* _THE DATA_
use plotters::prelude::*;

use crate::error::{AppError, AppResult, ChartError};
use crate::feed::CorrelationMatrix;

const PLOT_SIZE: (u32, u32) = (900, 900);
const NEGATIVE_RGB: (u8, u8, u8) = (0x3b, 0x82, 0xf6);
const POSITIVE_RGB: (u8, u8, u8) = (0xef, 0x44, 0x44);

/// Heatmap of the measure correlation matrix: white at zero, shading to
/// blue for negative and red for positive correlations.
///
/// # Errors
///
/// Returns an error when the matrix is not square or drawing fails.
pub fn plot_correlation_matrix(matrix: &CorrelationMatrix, path: &str) -> AppResult<()> {
    let size = matrix.labels.len();
    if size == 0 {
        return Ok(());
    }
    if matrix.matrix.len() != size {
        return Err(AppError::chart(ChartError::MatrixShape {
            rows: matrix.matrix.len(),
            labels: size,
        }));
    }

    let root = BitMapBackend::new(path, PLOT_SIZE).into_drawing_area();
    root.fill(&WHITE)?;

    let axis_max = i32::try_from(size).unwrap_or(i32::MAX);
    let mut chart = ChartBuilder::on(&root)
        .caption("Measure Correlation", ("sans-serif", 30))
        .margin(10)
        .x_label_area_size(80)
        .y_label_area_size(120)
        .build_cartesian_2d(0i32..axis_max, 0i32..axis_max)?;

    chart
        .configure_mesh()
        .disable_x_mesh()
        .disable_y_mesh()
        .x_labels(size)
        .y_labels(size)
        .x_label_formatter(&|idx| label_at(matrix, *idx))
        .y_label_formatter(&|idx| label_at(matrix, *idx))
        .draw()?;

    for (row_idx, row) in matrix.matrix.iter().enumerate() {
        let y = i32::try_from(row_idx).unwrap_or(i32::MAX);
        for (col_idx, value) in row.iter().enumerate() {
            let x = i32::try_from(col_idx).unwrap_or(i32::MAX);
            chart.draw_series(std::iter::once(Rectangle::new(
                [(x, y), (x.saturating_add(1), y.saturating_add(1))],
                correlation_color(*value).filled(),
            )))?;
        }
    }

    root.present()?;
    Ok(())
}

fn label_at(matrix: &CorrelationMatrix, idx: i32) -> String {
    usize::try_from(idx)
        .ok()
        .and_then(|pos| matrix.labels.get(pos))
        .cloned()
        .unwrap_or_default()
}

/// Maps a correlation in [-1, 1] to a cell color. Non-finite values render
/// as the zero color.
#[must_use]
pub(crate) fn correlation_color(value: f64) -> RGBColor {
    let clamped = if value.is_finite() {
        value.clamp(-1.0, 1.0)
    } else {
        0.0
    };
    let strength = clamped.abs();
    let (r, g, b) = if clamped < 0.0 {
        NEGATIVE_RGB
    } else {
        POSITIVE_RGB
    };
    RGBColor(
        blend_channel(r, strength),
        blend_channel(g, strength),
        blend_channel(b, strength),
    )
}

fn blend_channel(target: u8, strength: f64) -> u8 {
    let target = f64::from(target);
    let value = 255.0 + (target - 255.0) * strength;
    value.clamp(0.0, 255.0) as u8
}
use plotters::prelude::*;

use crate::error::AppResult;
use crate::frames::{StabilityCategory, StabilityPoint};

use super::{ALERT_COLOR, STABLE_COLOR, UNSTABLE_COLOR};

const PLOT_SIZE: (u32, u32) = (900, 900);
const AXIS_MAX: f64 = 100.0;
const BAND_SPLIT: f64 = 50.0;
const BAND_OPACITY: f64 = 0.18;
const POINT_RADIUS: i32 = 4;

/// Draws one frame's filtered point set over the quadrant-colored GAQI/GEI
/// plane. The file at `path` is fully replaced on every call.
///
/// The background quadrants are a fixed visual approximation of the bands:
/// top-left stable, top-right alert, entire bottom band unstable. They do
/// not follow the score isosurface; points carry their own band color.
///
/// # Errors
///
/// Returns an error when the backing file cannot be drawn or presented.
pub fn plot_stability_scatter(points: &[StabilityPoint], path: &str) -> AppResult<()> {
    let root = BitMapBackend::new(path, PLOT_SIZE).into_drawing_area();
    root.fill(&WHITE)?;

    let mut chart = ChartBuilder::on(&root)
        .caption("Stability Map (GAQI x GEI)", ("sans-serif", 30))
        .margin(10)
        .x_label_area_size(40)
        .y_label_area_size(50)
        .build_cartesian_2d(0f64..AXIS_MAX, 0f64..AXIS_MAX)?;

    chart
        .configure_mesh()
        .x_desc("GAQI")
        .y_desc("GEI")
        .draw()?;

    let washes = [
        ([(0.0, BAND_SPLIT), (BAND_SPLIT, AXIS_MAX)], STABLE_COLOR),
        ([(BAND_SPLIT, BAND_SPLIT), (AXIS_MAX, AXIS_MAX)], ALERT_COLOR),
        ([(0.0, 0.0), (AXIS_MAX, BAND_SPLIT)], UNSTABLE_COLOR),
    ];
    for (corners, color) in washes {
        chart.draw_series(std::iter::once(Rectangle::new(
            corners,
            color.mix(BAND_OPACITY).filled(),
        )))?;
    }

    let categories = [
        (StabilityCategory::Stable, STABLE_COLOR),
        (StabilityCategory::Alert, ALERT_COLOR),
        (StabilityCategory::Unstable, UNSTABLE_COLOR),
    ];
    for (category, color) in categories {
        chart
            .draw_series(
                points
                    .iter()
                    .filter(|point| point.status == category)
                    .map(|point| {
                        Circle::new((point.gaqi, point.gei), POINT_RADIUS, color.filled())
                    }),
            )?
            .label(category.as_str())
            .legend(move |(x, y)| {
                Circle::new((x.saturating_add(10), y), POINT_RADIUS, color.filled())
            });
    }

    chart
        .configure_series_labels()
        .border_style(BLACK)
        .background_style(WHITE.mix(0.8))
        .draw()?;

    root.present()?;
    Ok(())
}
mod export;
mod playback;
mod summary;
mod watch;

use tracing::warn;

use crate::args::MonitorArgs;
use crate::feed::{CorrelationMatrix, FeedClient};
use crate::frames::{Frame, build_frames};

pub(crate) use export::run_export;
pub(crate) use playback::run_playback;
pub(crate) use watch::run_watch;

/// Fetches and classifies the history window. Transport and decode failures
/// degrade to an empty frame list; the caller decides what "no data" means.
pub(super) async fn fetch_frames(client: &FeedClient, args: &MonitorArgs) -> Vec<Frame> {
    match client.history(args.lookback).await {
        Ok(payload) => build_frames(&payload.series),
        Err(err) => {
            warn!("History fetch failed: {}; treating as no data.", err);
            Vec::new()
        }
    }
}

/// Fetches the correlation matrix, degrading to `None` on failure.
pub(super) async fn fetch_correlation(client: &FeedClient) -> Option<CorrelationMatrix> {
    match client.correlation().await {
        Ok(matrix) => Some(matrix),
        Err(err) => {
            warn!("Correlation fetch failed: {}; omitting correlation view.", err);
            None
        }
    }
}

* _GOAL OF THE EXERCISE_
Pull together all lines from the data that mention the word "await".

* _EXERCISE OUTPUT_
    match client.history(args.lookback).await {
    match client.correlation().await {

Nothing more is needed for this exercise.